Donald DeMarco:

Dialogue” is a word that brings to mind fairness and respect for both sides of the debate. For the most part, however, it is a concerted attempt on the part of one side to achieve a triumphant monologue. In other words, certain people who propose dialogue use the word as camouflage to conceal their own intentions. 

I once taught a course in contemporary moral issues. The popular assumption is that there are two sides to every issue. It was my naïve belief that using foul language is an issue. I discovered, to my dismay, that my students insisted that since “everybody swears,” this is no longer an issue and they refused to discuss it. There was a time when it was an issue. We read in the New Testament that Christ turned to the crowd and said, “Hear and understand. What goes into someone’s mouth does not defile them, but what comes out of their mouth, that is what defiles them.” (Matthew 15:11). Are moral issues on a time line? 

In a sense, my students were right. Bad language is no longer regarded as bad. End of issue. From a personal point of view, however, I am saddened when strangers use blue language in my presence assuming that I do not find it objectionable. I feel kidnapped into a world where I do not belong. “Words are as beautiful as love, and as easily betrayed,” wrote the distinguished journalist, Malcolm Muggeridge. “Every idle word that men shall speak, they shall give account thereof in the day of judgment” (Matthew 12:26).

It was also difficult to present abortion as having two sides. This is a difficulty that all pro-life people encounter. Where is the “dialogue?” Pro-lifers are “fanatics” while pro-choice people defend women’s “rights.”

The 1993 movie, Indecent Proposal, almost never got off the ground. The plot centered on a wealthy man (played by Robert Redford) offering a married woman (played by Demi Moore) a million dollars to spend the night with him. Adultery, as we know, is proscribed in the Bible. But does $1 million make it acceptable? The producers felt that no married woman of any degree of common sense would pass up so much money for a single night of romance. Where is the tension, they asked? They were finally convinced that they might have a movie that would make money and produced it.

Bad language, contraception, abortion, homosexuality, and other moral issues that at one time were “issues,” have been deemed as “settled.” My students wanted me to talk about the ozone layer, climate change, and the evils of capitalism. Dialogue lives on, but only as a word.

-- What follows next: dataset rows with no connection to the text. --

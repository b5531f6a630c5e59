use axum::{
    http::StatusCode,
    response::{IntoResponse, Response},
    Json,
};
use serde_json::json;
use thiserror::Error;

use crate::llm_client::GenerationError;

/// Application-level error type.
/// Implements `IntoResponse` so Axum handlers can return `Result<T, AppError>`.
///
/// Every failure a handler can hit is a variant here; the status-code mapping
/// lives in one place and no caller matches on message strings.
#[derive(Debug, Error)]
pub enum AppError {
    #[error("Validation error: {0}")]
    Validation(String),

    #[error("PDF extraction failed: {0}")]
    Extraction(String),

    #[error("Generation error: {0}")]
    Generation(#[from] GenerationError),

    #[error("Internal server error: {0}")]
    Internal(#[from] anyhow::Error),
}

impl IntoResponse for AppError {
    fn into_response(self) -> Response {
        let (status, message) = match self {
            AppError::Validation(msg) => (StatusCode::BAD_REQUEST, msg),
            AppError::Extraction(cause) => {
                tracing::error!("PDF extraction failed: {cause}");
                // Generic message; the cause only goes to the log
                (
                    StatusCode::INTERNAL_SERVER_ERROR,
                    "Failed to process file. Ensure it is a valid PDF.".to_string(),
                )
            }
            AppError::Generation(e) => {
                tracing::error!("Generation error: {e}");
                (StatusCode::INTERNAL_SERVER_ERROR, e.to_string())
            }
            AppError::Internal(e) => {
                tracing::error!("Internal error: {e:?}");
                (
                    StatusCode::INTERNAL_SERVER_ERROR,
                    "An internal server error occurred".to_string(),
                )
            }
        };

        let body = Json(json!({ "error": message }));

        (status, body).into_response()
    }
}
//! Damped Gauss-Newton (Levenberg-Marquardt) minimization.
//!
//! The damping factor adapts per iteration: a step that reduces the
//! total squared residual lowers it, a rejected step raises it and the
//! step is recomputed. Cancellation is checked between iterations and
//! always returns the best parameters found so far.

use log::debug;
use nalgebra::DVector;
use pano_core::{ProgressReporter, Real};

use crate::traits::{NllsProblem, SolveOptions, SolveReport, StopReason};

/// Minimize `problem` starting from `x0`.
///
/// Returns the best parameter vector found and a report. A singular
/// normal-equation system fails the run immediately rather than guessing
/// a pseudo-solution.
pub fn minimize<P: NllsProblem>(
    problem: &P,
    x0: DVector<Real>,
    opts: &SolveOptions,
    progress: &mut dyn ProgressReporter,
) -> (DVector<Real>, SolveReport) {
    let n = x0.len();
    let mut x = x0;
    let mut r = problem.residuals(&x);
    let mut cost = 0.5 * r.norm_squared();
    let mut lambda = opts.initial_lambda;

    let finish = |x: DVector<Real>, iterations, cost, stop| {
        let converged = stop == StopReason::Converged;
        (
            x,
            SolveReport {
                converged,
                iterations,
                final_cost: cost,
                stop,
            },
        )
    };

    if n == 0 {
        return finish(x, 0, cost, StopReason::Converged);
    }

    for iter in 1..=opts.max_iterations {
        if progress.is_cancelled() {
            debug!("solver cancelled after {} iterations", iter - 1);
            return finish(x, iter - 1, cost, StopReason::Cancelled);
        }
        progress.report_progress(
            iter as f64 / opts.max_iterations as f64,
            &format!("iteration {iter}, cost {cost:.6e}"),
        );

        let j = problem.jacobian(&x);
        let jtj = j.transpose() * &j;
        let gradient = j.transpose() * &r;

        if gradient.amax() <= opts.gtol {
            return finish(x, iter, cost, StopReason::Converged);
        }
        // A parameter no residual depends on makes the normal equations
        // singular no matter the damping.
        if (0..n).any(|i| jtj[(i, i)] == 0.0) {
            debug!("normal equations singular at iteration {iter}");
            return finish(x, iter, cost, StopReason::SingularSystem);
        }

        loop {
            let mut a = jtj.clone();
            for i in 0..n {
                a[(i, i)] += lambda * jtj[(i, i)];
            }
            let step = match a.cholesky() {
                Some(chol) => chol.solve(&gradient),
                None => {
                    debug!("cholesky failed at iteration {iter}");
                    return finish(x, iter, cost, StopReason::SingularSystem);
                }
            };

            let x_new = &x - &step;
            let r_new = problem.residuals(&x_new);
            let cost_new = 0.5 * r_new.norm_squared();

            if cost_new < cost {
                lambda = (lambda / opts.lambda_factor).max(1e-12);
                let reduction = cost - cost_new;
                let step_norm = step.norm();
                x = x_new;
                r = r_new;
                cost = cost_new;
                if reduction <= opts.ftol * cost.max(opts.ftol)
                    || step_norm <= opts.xtol * (x.norm() + opts.xtol)
                {
                    return finish(x, iter, cost, StopReason::Converged);
                }
                break;
            }

            lambda *= opts.lambda_factor;
            if lambda > opts.max_lambda {
                debug!("damping exceeded ceiling at iteration {iter}, cost {cost:.6e}");
                return finish(x, iter, cost, StopReason::Stalled);
            }
        }
    }

    finish(x, opts.max_iterations, cost, StopReason::MaxIterations)
}

#[cfg(test)]
mod tests {
    use super::*;
    use nalgebra::DVector;
    use pano_core::NoProgress;

    /// r(x) = [x0 - 3, 10 (x1 - x0^2)] -- a small Rosenbrock-style bowl.
    struct Bowl;

    impl NllsProblem for Bowl {
        fn num_params(&self) -> usize {
            2
        }
        fn num_residuals(&self) -> usize {
            2
        }
        fn residuals(&self, x: &DVector<Real>) -> DVector<Real> {
            DVector::from_vec(vec![x[0] - 3.0, 10.0 * (x[1] - x[0] * x[0])])
        }
    }

    /// Second parameter never appears in the residual.
    struct Underdetermined;

    impl NllsProblem for Underdetermined {
        fn num_params(&self) -> usize {
            2
        }
        fn num_residuals(&self) -> usize {
            1
        }
        fn residuals(&self, x: &DVector<Real>) -> DVector<Real> {
            DVector::from_vec(vec![x[0] - 1.0])
        }
    }

    struct CancelAfter(std::cell::Cell<usize>);

    impl ProgressReporter for CancelAfter {
        fn report_progress(&mut self, _fraction: f64, _message: &str) {}
        fn is_cancelled(&self) -> bool {
            let left = self.0.get();
            if left == 0 {
                true
            } else {
                self.0.set(left - 1);
                false
            }
        }
    }

    #[test]
    fn converges_on_smooth_problem() {
        let (x, report) = minimize(
            &Bowl,
            DVector::from_vec(vec![-1.0, 1.0]),
            &SolveOptions::default(),
            &mut NoProgress,
        );
        assert!(report.converged, "no convergence: {report:?}");
        assert!((x[0] - 3.0).abs() < 1e-6, "x0 = {}", x[0]);
        assert!((x[1] - 9.0).abs() < 1e-4, "x1 = {}", x[1]);
    }

    #[test]
    fn singular_system_fails_immediately() {
        let (_, report) = minimize(
            &Underdetermined,
            DVector::from_vec(vec![0.0, 0.0]),
            &SolveOptions::default(),
            &mut NoProgress,
        );
        assert!(!report.converged);
        assert_eq!(report.stop, StopReason::SingularSystem);
        assert_eq!(report.iterations, 1);
    }

    #[test]
    fn cancellation_returns_best_so_far() {
        let mut progress = CancelAfter(std::cell::Cell::new(2));
        let (x, report) = minimize(
            &Bowl,
            DVector::from_vec(vec![-1.0, 1.0]),
            &SolveOptions::default(),
            &mut progress,
        );
        assert!(!report.converged);
        assert_eq!(report.stop, StopReason::Cancelled);
        // Two accepted iterations must not have made things worse.
        let start_cost = 0.5 * Bowl.residuals(&DVector::from_vec(vec![-1.0, 1.0])).norm_squared();
        assert!(report.final_cost <= start_cost);
        assert_eq!(x.len(), 2);
    }

    #[test]
    fn empty_parameter_vector_is_trivially_converged() {
        struct NoParams;
        impl NllsProblem for NoParams {
            fn num_params(&self) -> usize {
                0
            }
            fn num_residuals(&self) -> usize {
                1
            }
            fn residuals(&self, _x: &DVector<Real>) -> DVector<Real> {
                DVector::from_vec(vec![2.0])
            }
        }
        let (_, report) = minimize(
            &NoParams,
            DVector::zeros(0),
            &SolveOptions::default(),
            &mut NoProgress,
        );
        assert!(report.converged);
    }
}
//! Geometric alignment as a nonlinear least-squares problem.
//!
//! The free-parameter vector is assembled from the per-image optimize
//! vector through the link model: each link class that contains at least
//! one free variable contributes exactly one entry, no matter how many
//! images share it. Residuals are per-control-point reprojection
//! distances on the panorama surface, evaluated through the external
//! transform oracle at the candidate parameters.

use std::cell::RefCell;
use std::collections::BTreeSet;

use anyhow::{ensure, Result};
use nalgebra::DVector;
use pano_core::{
    ControlPoint, CpMode, OptimizeVector, Panorama, Real, TransformOracle, VarName,
};

use crate::traits::NllsProblem;

/// Signed reprojection residual of one control point under the
/// panorama's current variables, in panorama-surface units.
///
/// Point mode measures the distance between the two projections; line
/// modes measure the mismatch along a single surface axis.
pub fn cp_residual<O: TransformOracle>(pano: &Panorama, oracle: &O, cp: &ControlPoint) -> Real {
    let s1 = oracle.project(pano, cp.image1, cp.p1());
    let s2 = oracle.project(pano, cp.image2, cp.p2());
    let d = s1 - s2;
    match cp.mode {
        CpMode::XY => d.norm(),
        CpMode::X => d.x,
        CpMode::Y => d.y,
    }
}

/// Refresh the stored `error` of every control point from a projection
/// pass at the current variables.
pub fn update_cp_errors<O: TransformOracle>(pano: &mut Panorama, oracle: &O) {
    for i in 0..pano.control_points().len() {
        let cp = pano.control_points()[i].clone();
        let err = cp_residual(pano, oracle, &cp).abs();
        pano.set_cp_error(i, err);
    }
}

/// A geometric optimization problem over a working copy of the panorama.
pub struct GeomProblem<'a, O: TransformOracle> {
    pano: RefCell<Panorama>,
    oracle: &'a O,
    /// One `(image, name)` per free link class: the member through which
    /// the class is read and written.
    layout: Vec<(usize, VarName)>,
    /// Indices of the control points contributing residuals.
    cp_indices: Vec<usize>,
}

impl<'a, O: TransformOracle> GeomProblem<'a, O> {
    /// Build a problem over all control points of `pano`.
    pub fn new(pano: Panorama, oracle: &'a O, optvec: &OptimizeVector) -> Result<Self> {
        let all: Vec<usize> = (0..pano.control_points().len()).collect();
        Self::with_control_points(pano, oracle, optvec, all)
    }

    /// Build a problem restricted to the given control points.
    pub fn with_control_points(
        pano: Panorama,
        oracle: &'a O,
        optvec: &OptimizeVector,
        cp_indices: Vec<usize>,
    ) -> Result<Self> {
        ensure!(
            optvec.len() == pano.num_images(),
            "optimize vector has {} entries for {} images",
            optvec.len(),
            pano.num_images()
        );
        let mut layout = Vec::new();
        let mut seen_classes: BTreeSet<(usize, VarName)> = BTreeSet::new();
        for (image, names) in optvec.iter().enumerate() {
            for &name in names {
                // One entry per link class: any member requesting "free"
                // frees the whole class.
                let class = pano.link_model().representative(image, name);
                if seen_classes.insert(class) {
                    layout.push((image, name));
                }
            }
        }
        Ok(Self {
            pano: RefCell::new(pano),
            oracle,
            layout,
            cp_indices,
        })
    }

    /// Current values of the free parameters.
    pub fn initial_params(&self) -> DVector<Real> {
        let pano = self.pano.borrow();
        DVector::from_iterator(
            self.layout.len(),
            self.layout.iter().map(|&(img, name)| pano.value(img, name)),
        )
    }

    /// Write a candidate parameter vector into the working copy,
    /// propagating through link classes.
    pub fn write_params(&self, x: &DVector<Real>) {
        let mut pano = self.pano.borrow_mut();
        for (i, &(img, name)) in self.layout.iter().enumerate() {
            pano.set_value(img, name, x[i]);
        }
    }

    /// Number of entries in the free-parameter vector.
    pub fn num_free(&self) -> usize {
        self.layout.len()
    }

    /// Consume the problem, returning the working copy with whatever
    /// parameters were last written.
    pub fn into_panorama(self) -> Panorama {
        self.pano.into_inner()
    }
}

impl<O: TransformOracle> NllsProblem for GeomProblem<'_, O> {
    fn num_params(&self) -> usize {
        self.layout.len()
    }

    fn num_residuals(&self) -> usize {
        self.cp_indices.len()
    }

    fn residuals(&self, x: &DVector<Real>) -> DVector<Real> {
        self.write_params(x);
        let pano = self.pano.borrow();
        DVector::from_iterator(
            self.cp_indices.len(),
            self.cp_indices
                .iter()
                .map(|&i| cp_residual(&pano, self.oracle, &pano.control_points()[i])),
        )
    }
}
//! Control-point statistics feeding the pruner and the variable-freeing
//! heuristics.
//!
//! Statistics are computed over point-mode control points only; line
//! constraints have a different error scale and would bias the moments.

use pano_core::{CpMode, Panorama, Real};

/// Moments of the stored control-point errors.
#[derive(Debug, Clone, Copy, PartialEq)]
pub struct ErrorStats {
    pub min: Real,
    pub max: Real,
    pub mean: Real,
    /// Sample variance (n - 1 denominator).
    pub variance: Real,
    pub n: usize,
}

impl ErrorStats {
    /// Standard deviation.
    pub fn sigma(&self) -> Real {
        self.variance.sqrt()
    }
}

fn moments(values: &[Real]) -> Option<ErrorStats> {
    // Sigma is undefined below two samples; callers treat None as
    // "skip this pruning scope".
    if values.len() < 2 {
        return None;
    }
    let n = values.len() as Real;
    let mean = values.iter().sum::<Real>() / n;
    let variance = values.iter().map(|v| (v - mean).powi(2)).sum::<Real>() / (n - 1.0);
    let min = values.iter().cloned().fold(Real::INFINITY, Real::min);
    let max = values.iter().cloned().fold(Real::NEG_INFINITY, Real::max);
    Some(ErrorStats {
        min,
        max,
        mean,
        variance,
        n: values.len(),
    })
}

/// Error statistics over all point-mode control points, from their
/// stored errors. `None` when fewer than two samples exist.
pub fn cp_error_stats(pano: &Panorama) -> Option<ErrorStats> {
    let errors: Vec<Real> = pano
        .control_points()
        .iter()
        .filter(|cp| cp.mode == CpMode::XY)
        .map(|cp| cp.error)
        .collect();
    moments(&errors)
}

/// Distribution of control-point distances from their image centers,
/// normalized by each image's half-diagonal.
#[derive(Debug, Clone, Copy, PartialEq)]
pub struct RadialStats {
    pub min: Real,
    pub max: Real,
    pub mean: Real,
    pub variance: Real,
    /// 10th and 90th percentiles of the normalized radius.
    pub q10: Real,
    pub q90: Real,
}

/// Radial distribution of point-mode control points over both endpoint
/// images. `None` when fewer than two samples exist.
///
/// The quantile spread `q90 - q10` measures how well the points cover
/// the frame, which decides whether distortion coefficients can be
/// optimized reliably.
pub fn cp_radial_stats(pano: &Panorama) -> Option<RadialStats> {
    let mut radii = Vec::new();
    for cp in pano.control_points() {
        if cp.mode != CpMode::XY {
            continue;
        }
        for (image, x, y) in [(cp.image1, cp.x1, cp.y1), (cp.image2, cp.x2, cp.y2)] {
            let info = pano.image(image);
            let dx = x - info.width as Real / 2.0;
            let dy = y - info.height as Real / 2.0;
            radii.push((dx * dx + dy * dy).sqrt() / info.half_diagonal());
        }
    }
    let m = moments(&radii)?;
    radii.sort_by(|a, b| a.partial_cmp(b).unwrap());
    let quantile = |q: Real| radii[((radii.len() - 1) as Real * q).round() as usize];
    Some(RadialStats {
        min: m.min,
        max: m.max,
        mean: m.mean,
        variance: m.variance,
        q10: quantile(0.1),
        q90: quantile(0.9),
    })
}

Joseph Sobran, former long-time senior editor of the National Review, weighs in on the subject: “It is one thing to take a controversial position, but another to pretend that it’s not even controversial. This is the new hypocrisy: the suppression of any admission that there can be two points of view even as we pretend that we are somewhat daring in taking one of them.” Swearing is said to be risqué, but why, if it is innocuous? Abortion is alleged to be a right, but why are women who have abortions credited with courage?

In one of his Western movies, actor, radio, and television personality, John Dehner asked, “Since when is it against the law to kill Indians.” In the mind of Dehner’s character, killing Indians was not an issue. In due time, it certainly became an issue. Ultimately it was settled, and for the right reason. To kill an Indian is homicide and subject to legal prosecution.

Moral issues go through stages within a particular culture. At one time they are controversial, at another time they are not controversial. They may vacillate from one to the other. They may shift from vice to virtue and back again to vice. Alexander Pope was mindful of this inconsistency. In his Essay on Man, he stated that, “Vice is a monster of so frightful mien. As to be hated, needs but to be seen.  Yet seen too oft, familiar with her face. We first endure, then pity, then embrace.”  Pope, no doubt, was not thinking about abortion when he wrote these lines. Nonetheless, they relate perfectly to it.

The mere fact that something is controversial does not make it good or bad. Moral values are grounded in the natural law, which does not change. And yet, even the natural law has become controversial. It belongs to the nature of the human being to want to go on living. Hence, homicide is a moral evil. Man has an innate desire to know the truth and to worship God. Therefore, opposing these inclinations is also against the natural law. Neither the natural law nor the nature of the human mind change. Consequently, the human mind in conformity with the natural law tells us what we should do and what we should not do.

Divorce was once considered anathema. Today it is commonplace and usually without recriminations. Neither time nor culture are barometers that tell is what is right.  The aim of dialogue is to determine what side of a controversy is most reasonable. Therefore, reason itself cannot be controversial. And yet, it is often supplanted by emotion.

Dialogue should not degenerate into monologue. Its Greek root helps us to grasp its meaning. Dia (and) logos means to follow the path of reason. Since reason is a universal faculty, we are all capable of genuine dialogue. To abandon reason is to abandon our humanity.